その上で、中国は国際社会に向けて「高速鉄道の開通以来、死亡事故は一度も発生していないことを胸を張って宣言すべき」とし、中国は今後も高速鉄道の死亡事故が起きないよう努力し続けるべきとしている。

温州市で起きた高速鉄道事故を念のため、おさらいをしておこう。

2011年7月23日午後8時半(日本時間同9時半)すぎ、高速鉄道列車が別の列車に追突、車両4両が脱線後に高さ約20メートルの高架から落下。40人が死亡、約200人が負傷した。

信頼失墜した温州市の高速鉄道事故

2007年に運行を開始した中国高速鉄道で初めての大事故となり、中国政府は「列車制御システムの設計不備に加え、落雷後の緊急措置が不適切だった」とする原因調査結果を発表。高速鉄道の安全性への信頼を失墜させる事故になった。

事故の記憶が残っているのは、無残な事故映像もさることながら、事故後の不適切な処理も大きい。中国当局は事故翌日には事故車両を地面に埋めるなどして撤去し、すぐさま営業運転を再開した。

このため、救助活動は短い時間で打ち切られたが、打ち切り後に生存者が発見され、運転再開を優先した当局の姿勢に「人命軽視」「証拠隠滅」などと国際的に非難が集中したのだ。

このとき追突した車両は、日本の川崎重工業が技術供与したCRH2型と呼ばれ、東北新幹線の「はやて」をベースにしている。CRH2は、安全性を確保できる最高速度を時速200~275キロに定めているが、中国側は一部区間で同350キロで運航していたとされる。
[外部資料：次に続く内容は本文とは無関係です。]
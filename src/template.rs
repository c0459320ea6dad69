/*!
Replacement templates for substitution.

A replacement string like `"\1-\g<name>"` is parsed once into a
[`Template`], a list of literal runs and group references, so that callers
substituting over many matches do not re-parse it every time.
*/

use crate::compiler::{Error, Pattern};

/// One piece of a parsed replacement template.
#[derive(Debug, Clone, PartialEq, Eq)]
pub enum TemplatePart {
    /// Verbatim text.
    Literal(String),
    /// The text of a capture group, by id.
    Group(usize),
}

/// A parsed replacement template.
#[derive(Debug, Clone, PartialEq, Eq)]
pub struct Template {
    parts: Vec<TemplatePart>,
}

impl Template {
    /// Parses a replacement string against `pattern`, which supplies the
    /// group count and the named groups.
    ///
    /// `\0` to `\9` reference groups by number, `\g<name>` by name (a
    /// numeric name is a number reference). The usual character escapes
    /// are recognized; any other escape is an error.
    pub fn parse(repl: &str, pattern: &Pattern) -> Result<Self, Error> {
        let chars: Vec<char> = repl.chars().collect();
        let mut parts: Vec<TemplatePart> = Vec::new();
        let mut literal = String::new();
        let mut pos = 0;

        let mut flush =
            |literal: &mut String, parts: &mut Vec<TemplatePart>| {
                if !literal.is_empty() {
                    parts.push(TemplatePart::Literal(std::mem::take(literal)));
                }
            };

        while let Some(&c) = chars.get(pos) {
            pos += 1;
            if c != '\\' {
                literal.push(c);
                continue;
            }
            let escape = *chars.get(pos).ok_or_else(|| {
                Error::bad_escape("replacement ends with a bare backslash")
            })?;
            pos += 1;
            match escape {
                '0'..='9' => {
                    let group = escape.to_digit(10).unwrap() as usize;
                    if group > pattern.group_count() {
                        return Err(Error::bad_group_name(format!(
                            "invalid group reference {}",
                            group
                        )));
                    }
                    flush(&mut literal, &mut parts);
                    parts.push(TemplatePart::Group(group));
                }
                'g' => {
                    if chars.get(pos) != Some(&'<') {
                        return Err(Error::bad_group_name(
                            "expected `<` after `\\g`",
                        ));
                    }
                    pos += 1;
                    let mut name = String::new();
                    loop {
                        match chars.get(pos) {
                            None => {
                                return Err(Error::bad_group_name(
                                    "missing `>` after group name",
                                ))
                            }
                            Some('>') => {
                                pos += 1;
                                break;
                            }
                            Some(&c) => {
                                name.push(c);
                                pos += 1;
                            }
                        }
                    }
                    let group = if name.chars().all(|c| c.is_ascii_digit())
                        && !name.is_empty()
                    {
                        name.parse::<usize>().map_err(|_| {
                            Error::bad_group_name(format!(
                                "invalid group reference {}",
                                name
                            ))
                        })?
                    } else {
                        pattern.group_index(&name).ok_or_else(|| {
                            Error::bad_group_name(format!(
                                "unknown group name `{}`",
                                name
                            ))
                        })?
                    };
                    if group > pattern.group_count() {
                        return Err(Error::bad_group_name(format!(
                            "invalid group reference {}",
                            group
                        )));
                    }
                    flush(&mut literal, &mut parts);
                    parts.push(TemplatePart::Group(group));
                }
                'n' => literal.push('\n'),
                'r' => literal.push('\r'),
                't' => literal.push('\t'),
                'f' => literal.push('\x0c'),
                'v' => literal.push('\x0b'),
                'a' => literal.push('\x07'),
                '\\' => literal.push('\\'),
                c => {
                    return Err(Error::bad_escape(format!(
                        "bad escape `\\{}` in replacement",
                        c
                    )))
                }
            }
        }
        flush(&mut literal, &mut parts);
        Ok(Self { parts })
    }

    /// The parsed pieces, in order.
    pub fn parts(&self) -> &[TemplatePart] {
        &self.parts
    }

    /// Renders the template against a match. Groups that did not
    /// participate in the match expand to the empty string.
    pub fn expand(&self, m: &crate::Match) -> String {
        let mut out = String::new();
        for part in &self.parts {
            match part {
                TemplatePart::Literal(text) => out.push_str(text),
                TemplatePart::Group(group) => {
                    if let Some(text) = m.group(*group) {
                        out.push_str(text);
                    }
                }
            }
        }
        out
    }
}
/*!
Match objects and the executors that produce them.

[`Pattern`] exposes the three core executors (`search`, `match_at`,
`fullmatch`) plus the conveniences built on top of them (`find_iter`,
`findall`, `sub`, `subn`, `split`). All of them decode the input into a
code-unit sequence once, consult the literal fast paths when the pattern
qualifies, and fall back to the general VM otherwise.

A [`Match`] presents the register vector of a successful match: group
text, spans, named-group lookups and the `lastindex`/`lastgroup`
bookkeeping. Spans and positions are indices into the code-unit sequence,
not byte offsets.
*/

use std::fmt;

use rustc_hash::FxHashMap;

use crate::compiler::{Error, Pattern};
use crate::fast::{self, FastResult};
use crate::pikevm;
use crate::template::Template;

impl Pattern {
    /// Scans `text` from `start` (a code-unit index) for the leftmost
    /// match.
    pub fn search<'r, 't>(
        &'r self,
        text: &'t str,
        start: usize,
    ) -> Option<Match<'r, 't>> {
        self.execute(text, start, false, false)
    }

    /// Matches only at `start`.
    pub fn match_at<'r, 't>(
        &'r self,
        text: &'t str,
        start: usize,
    ) -> Option<Match<'r, 't>> {
        self.execute(text, start, true, false)
    }

    /// Matches the whole remainder of `text`, from `start` to the end.
    pub fn fullmatch<'r, 't>(
        &'r self,
        text: &'t str,
        start: usize,
    ) -> Option<Match<'r, 't>> {
        self.execute(text, start, true, true)
    }

    /// Does the pattern match anywhere in `text`?
    pub fn is_match(&self, text: &str) -> bool {
        self.search(text, 0).is_some()
    }

    fn execute<'r, 't>(
        &'r self,
        text: &'t str,
        start: usize,
        anchored: bool,
        require_end: bool,
    ) -> Option<Match<'r, 't>> {
        let chars: Vec<char> = text.chars().collect();
        let pos = start.min(chars.len());
        let endpos = chars.len();
        let regs = self.exec_chars(&chars, pos, anchored, require_end, true)?;
        Some(Match { pattern: self, text, regs, pos, endpos })
    }

    /// Runs the executors over an already decoded input. `allow_fast`
    /// exists so that equivalence tests can force the general VM.
    pub(crate) fn exec_chars(
        &self,
        chars: &[char],
        start: usize,
        anchored: bool,
        require_end: bool,
        allow_fast: bool,
    ) -> Option<Vec<isize>> {
        if allow_fast {
            if let Some(opt) = &self.opt {
                let result = if anchored {
                    fast::match_at(opt, chars, start, require_end)
                } else {
                    fast::search(opt, chars, start)
                };
                match result {
                    FastResult::Matched(regs) => return Some(regs),
                    FastResult::NoMatch => return None,
                    FastResult::Fallback => {}
                }
            }
        }
        pikevm::run(self, chars, start, anchored, require_end)
    }

    /// Iterates over non-overlapping matches, left to right. An empty
    /// match advances the scan by one code unit.
    pub fn find_iter<'r, 't>(&'r self, text: &'t str) -> Matches<'r, 't> {
        Matches {
            pattern: self,
            text,
            chars: text.chars().collect(),
            pos: 0,
        }
    }

    /// The text of every non-overlapping match.
    pub fn findall<'t>(&self, text: &'t str) -> Vec<&'t str> {
        self.find_iter(text)
            .map(|m| m.group(0).unwrap_or_default())
            .collect()
    }

    /// Replaces every match with the expansion of `repl` (see
    /// [`Template`]).
    pub fn sub(&self, repl: &str, text: &str) -> Result<String, Error> {
        Ok(self.subn(repl, text)?.0)
    }

    /// Like [`Pattern::sub`], also returning the number of substitutions.
    pub fn subn(
        &self,
        repl: &str,
        text: &str,
    ) -> Result<(String, usize), Error> {
        let template = Template::parse(repl, self)?;
        let mut out = String::new();
        let mut count = 0;
        let mut last = 0;
        for m in self.find_iter(text) {
            let (match_start, match_end) = m.byte_span(0);
            out.push_str(&text[last..match_start]);
            out.push_str(&template.expand(&m));
            last = match_end;
            count += 1;
        }
        out.push_str(&text[last..]);
        Ok((out, count))
    }

    /// Splits `text` around every match, returning the pieces in between.
    pub fn split<'t>(&self, text: &'t str) -> Vec<&'t str> {
        let mut out = Vec::new();
        let mut last = 0;
        for m in self.find_iter(text) {
            let (match_start, match_end) = m.byte_span(0);
            out.push(&text[last..match_start]);
            last = match_end;
        }
        out.push(&text[last..]);
        out
    }
}

/// Iterator over the non-overlapping matches of a pattern, created by
/// [`Pattern::find_iter`].
pub struct Matches<'r, 't> {
    pattern: &'r Pattern,
    text: &'t str,
    chars: Vec<char>,
    pos: usize,
}

impl<'r, 't> Iterator for Matches<'r, 't> {
    type Item = Match<'r, 't>;

    fn next(&mut self) -> Option<Self::Item> {
        if self.pos > self.chars.len() {
            return None;
        }
        let pos = self.pos;
        let regs =
            self.pattern.exec_chars(&self.chars, pos, false, false, true)?;
        let (start, end) = (regs[0] as usize, regs[1] as usize);
        // Advance past the match; an empty match advances by one code unit
        // so that iteration makes progress.
        self.pos = if end == start { end + 1 } else { end };
        Some(Match {
            pattern: self.pattern,
            text: self.text,
            regs,
            pos,
            endpos: self.chars.len(),
        })
    }
}

/// The result of a successful match.
///
/// Register slots hold code-unit indices; group 0 is the whole match.
pub struct Match<'r, 't> {
    pattern: &'r Pattern,
    text: &'t str,
    regs: Vec<isize>,
    pos: usize,
    endpos: usize,
}

impl<'r, 't> Match<'r, 't> {
    /// Register pair for `group`.
    ///
    /// # Panics
    ///
    /// Panics if `group` is out of range, mirroring the `IndexError` a
    /// Python `re.Match` raises.
    fn pair(&self, group: usize) -> (isize, isize) {
        if group > self.pattern.group_count() {
            panic!("no such group: {}", group);
        }
        (self.regs[2 * group], self.regs[2 * group + 1])
    }

    /// The text of `group`, or `None` if the group did not participate in
    /// the match. Group 0 is the whole match.
    ///
    /// # Panics
    ///
    /// Panics if `group` is out of range.
    pub fn group(&self, group: usize) -> Option<&'t str> {
        let (start, end) = self.pair(group);
        if start < 0 {
            return None;
        }
        let (byte_start, byte_end) =
            char_range_to_byte_range(self.text, start as usize, end as usize);
        Some(&self.text[byte_start..byte_end])
    }

    /// The text of the named group `name`.
    ///
    /// # Panics
    ///
    /// Panics if no group has that name.
    pub fn group_by_name(&self, name: &str) -> Option<&'t str> {
        let group = self
            .pattern
            .group_index(name)
            .unwrap_or_else(|| panic!("no such group: `{}`", name));
        self.group(group)
    }

    /// The text of every capture group, `None` for the ones that did not
    /// participate.
    pub fn groups(&self) -> Vec<Option<&'t str>> {
        (1..=self.pattern.group_count()).map(|g| self.group(g)).collect()
    }

    /// Maps every named group to its text.
    pub fn group_dict(&self) -> FxHashMap<&'r str, Option<&'t str>> {
        self.pattern
            .group_names()
            .map(|(name, group)| (name, self.group(group)))
            .collect()
    }

    /// `(start, end)` of `group` in code units, or `None` if it did not
    /// participate.
    ///
    /// # Panics
    ///
    /// Panics if `group` is out of range.
    pub fn span(&self, group: usize) -> Option<(usize, usize)> {
        let (start, end) = self.pair(group);
        if start < 0 {
            None
        } else {
            Some((start as usize, end as usize))
        }
    }

    /// Start of `group` in code units.
    pub fn start(&self, group: usize) -> Option<usize> {
        self.span(group).map(|(start, _)| start)
    }

    /// End of `group` in code units.
    pub fn end(&self, group: usize) -> Option<usize> {
        self.span(group).map(|(_, end)| end)
    }

    /// Byte offsets of `group` within [`Match::string`]. The group must
    /// have participated in the match.
    pub(crate) fn byte_span(&self, group: usize) -> (usize, usize) {
        let (start, end) = self.span(group).unwrap_or((0, 0));
        char_range_to_byte_range(self.text, start, end)
    }

    /// Index of the most recently closed capture group, or `None` if no
    /// group participated.
    pub fn lastindex(&self) -> Option<usize> {
        let last = *self.regs.last().unwrap();
        if last < 0 {
            None
        } else {
            Some(last as usize)
        }
    }

    /// Name of the most recently closed capture group, if it has one.
    pub fn lastgroup(&self) -> Option<&'r str> {
        let last = self.lastindex()?;
        self.pattern
            .group_names()
            .find(|&(_, group)| group == last)
            .map(|(name, _)| name)
    }

    /// Expands a replacement template against this match, like `sub` does
    /// for each of its matches.
    pub fn expand(&self, repl: &str) -> Result<String, Error> {
        Ok(Template::parse(repl, self.pattern)?.expand(self))
    }

    /// The pattern that produced this match.
    pub fn re(&self) -> &'r Pattern {
        self.pattern
    }

    /// The input that was scanned.
    pub fn string(&self) -> &'t str {
        self.text
    }

    /// Code-unit index the scan started at.
    pub fn pos(&self) -> usize {
        self.pos
    }

    /// Code-unit index the scan ended at (the length of the input).
    pub fn endpos(&self) -> usize {
        self.endpos
    }
}

impl fmt::Debug for Match<'_, '_> {
    fn fmt(&self, f: &mut fmt::Formatter<'_>) -> fmt::Result {
        f.debug_struct("Match")
            .field("span", &self.span(0))
            .field("text", &self.group(0))
            .finish()
    }
}

/// Converts a code-unit span into a byte span of `text`.
fn char_range_to_byte_range(
    text: &str,
    start: usize,
    end: usize,
) -> (usize, usize) {
    let mut byte_start = text.len();
    let mut byte_end = text.len();
    for (char_idx, (byte_idx, _)) in text.char_indices().enumerate() {
        if char_idx == start {
            byte_start = byte_idx;
        }
        if char_idx == end {
            byte_end = byte_idx;
            break;
        }
    }
    (byte_start, byte_end)
}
当時の新華社通信は、乗客の話として、列車は時速約100キロで前方の列車に突っ込んだと伝えている。業界関係者は「『はやて』をベースにした車両での事故は、やはり高速鉄道の事故といっていい。今さら特別快速列車というのは言い逃れに聞こえる」と中国メディアの主張をバッサリ切る。

つまずき目立つ中国の高速鉄道ビジネス

中国メディアが「死亡事故はなかった」と強弁するのは、世界で激化する高速鉄道受注競争を有利に進めたいとの思惑がにじむ。

昨年11月にメキシコから受注した高速鉄道が“白紙撤退”の憂き目にあっている。中国初の高速鉄道輸出として喜びに沸き返っただけに落胆も大きく、メキシコが中国に賠償金を支払う事態に陥っている。

そして最近中国が衝撃を受けたのは、日本に狙っていたタイ初の高速鉄道を日本に事実上奪われたことだろう。

先月27日、来日したタイのプラジン運輸相は太田昭宏国土交通相と会談し、バンコク-チェンマイ間の高速鉄道について、日本の新幹線方式導入を前提に調査を始める覚書を締結した。新幹線導入で事実上合意した形とみられている。実現すれば、日本にとって台湾新幹線に続く新幹線輸出となる。

バンコク-チェンマイ間の高速鉄道は、日本の新幹線と同じく専用軌道を建設。総延長670キロ、時速250キロで総工費は2730億バーツ(約1兆円)規模になる。

日本の新幹線を見くびるな

中国網日本語版は、タイ受注を日本に事実上奪われた後に「日本新幹線の競争力を見くびってはならない」との記事を掲載。この中で「なぜわれわれが確実視していたプロジェクトが空振りに終わったのだろうか?」とした上で「日本の新幹線は中国高速鉄道の最も主要なライバルになる。

(日本の)新幹線の最大の特長は質と安全だ」と“敗因”を分析している。中国が得意とする低コストだけでは受注を勝ち取れないと気づき始めたといっていいだろう。

つまずきが目立つ中国の海外鉄道事業だが、国有大手の中国北車と中国南車が経営統合し、「中国中車」が6月に誕生。世界最大の車両製造会社になり、虎視眈々(こしたんたん)と新興国市場開拓などを狙っている。

政府を挙げてのインフラ輸出に一層力を入れてくるとみられ、低コストに加え、今後は質と安全にも十分気を配ってくることが予想される。日本も引き続き負けない努力が求められることになりそうだ。